Arthur C. Clarke's third law goes like this, "any significantly advanced technology is indistinguishable from magic," which an interesting opinion to say the least. This statement does a lot to explain the interesting array of technologies available to us, but it doesn't explain the fear that some individuals have with anything new. Terry Pratchett, author of the Discworld series, has the following law: "any significantly advanced magic is indistinguishable from technology" comes somewhat closer to an answer.
All of this leads me to the question, once you get past all of the metaphysical stuff exactly what is magic?
I am of the opinion that magic is merely being able to do something that the other guy can't. Consider someone like a clown; I consider the balloon animals that they make to be a form of magic. Why? Because even on a good day I can't even blow-up those skinny little balloons. Of course, it might be that clowns probably feel the same about some of the things that I do, but I've never asked them. Actually I'm afraid to ask him, because it would be embarrassing to know that a clown could do my job just as well as I could.
There are two possible reasons that somebody can do something that somebody else cannot. The first reason is skill.
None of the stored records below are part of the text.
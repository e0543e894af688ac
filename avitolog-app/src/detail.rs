//! Загрузка данных страницы объявления.

use avitolog_client::{Ad, AvitologClient, Comment};

#[derive(Debug, Clone)]
/// Данные страницы объявления: само объявление и его комментарии.
pub struct AdPage {
    /// Объявление.
    pub ad: Ad,
    /// Комментарии в порядке создания.
    pub comments: Vec<Comment>,
}

/// Загружает объявление и его комментарии.
///
/// Любая ошибка загрузки самого объявления трактуется как «не найдено»,
/// без разбора кода ответа. Ошибка загрузки комментариев страницу не
/// ломает: объявление показывается с пустым списком. Отмена — сброс
/// (drop) возвращаемого future, вместе с ним обрывается и сам запрос.
pub async fn load_ad_page(client: &AvitologClient, id: &str) -> Option<AdPage> {
    let ad = match client.get_ad(id).await {
        Ok(ad) => ad,
        Err(err) => {
            tracing::debug!(error = %err, id, "объявление не загрузилось");
            return None;
        }
    };

    let comments = match client.list_comments(id).await {
        Ok(comments) => comments,
        Err(err) => {
            tracing::warn!(error = %err, id, "комментарии не загрузились");
            Vec::new()
        }
    };

    Some(AdPage { ad, comments })
}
Clowns go to clown college where they spent their time learning to make balloon animals, while I, on the other hand, was a clown in college spending my time trying to get the root password. The second reason is the tools. Clowns have nifty little pumps that save lung power, while I, need to ask a clown where they got their pump.
The same rules that apply to making balloon animals can be used for other skills as well. Take XSLT, for instance, the only way to get the skill is through practice. By attempting various transformations one can get pretty good at working with the language. But, unlike balloon animals where the tools are within the price of most people, the tools for working with XSLT can be rather expensive. With some price tags close to $1,000.00 US, an XML development suite could seriously impact one's budget.
There is, however, an open source alternative called Butterfly XML. I don't know about you, but I think that an open source XML IDE goes along pretty-well with the balloon animal and magic theme of this article.
While Butterfly XML is by no means a perfectly polished product, it is after all still a beta; it sure beats the heck out of the tools I used to learn XML and XSLT. Looking back at it now it's a wonder that I learned anything at all using Notepad and MSXML, I mean other than learning that it was awful. With that kind of background Butterfly XML's minor flaws, which are listed below, seem pretty insignificant:
- No cut and paste when editing.
- No facility for writing the results of a transformation to a file.
- The xsl:output element is not fully supported.
- There is no separate XPath evaluator.
While the above list might be considered show-stoppers by some, particularly those with deep pockets and a love of shrink-wrap, I don't feel that way. Instead I feel like Butterfly XML is a young, although not immature, package whose strengths outweigh its weaknesses. In fact, let's take a look at some of those strengths.
Figure A shows the start-up page, which includes a list of the most recently opened documents.
The user interface is pretty standard to those familiar with other XML development packages. This includes tabs for those of us that like to have multiple documents open at a time. This means that when I can't remember which node in the source document is needed all that I have to do is click the tab and look as Figure B illustrates.
|Multiple documents in Butterfly XML|
Developers that have been using a text editor instead of another XML IDE will find Butterfly XML's element completion both refreshing and unnerving. The unnerving, however, will quickly pass and be replaced by the realization that they put themselves through some real development agony because they didn't poke around Source Forge looking for a solution.
But, enough of these past annoyances because Butterfly XML's many features can cure many old pains. Take for example the ability to view an XML document as both a DOM document as shown in Figure C and text as in Figure D.
|DOM representation of an XML document|
|Text representation of an XML document|
All this and XSLT too!
Probably because I'm big on using XSLT, the ability to test XSL transformations is the feature that I find most impressive. Sure, the result can't be saved, but in the real world, products like Butterfly XML aren't intended to be used as anything other than a development platform. And, as a development platform Butterfly XML performs admirably due to its ability to set breakpoints as shown in Figure E.
|A breakpoint in an XSL transformation|
There is one last hidden feature that I'd like to mention; because Butterfly XML is written in Java it will run on multiple platforms. So, if Saturday is Linux day in your house or Windows day for Linux people, wouldn't it be nice only to have to learn a single XML IDE?
While not as polished an application as XMLSpy or Sytlus Studio, Butterfly XML shows some incredible promise. Yes, it isn't absolutely perfect being a little rough in spots, but what software is perfect? In fact, all clowning around aside, I've been using Butterfly XML almost exclusively for the last five months. I can't wait until it's out of beta.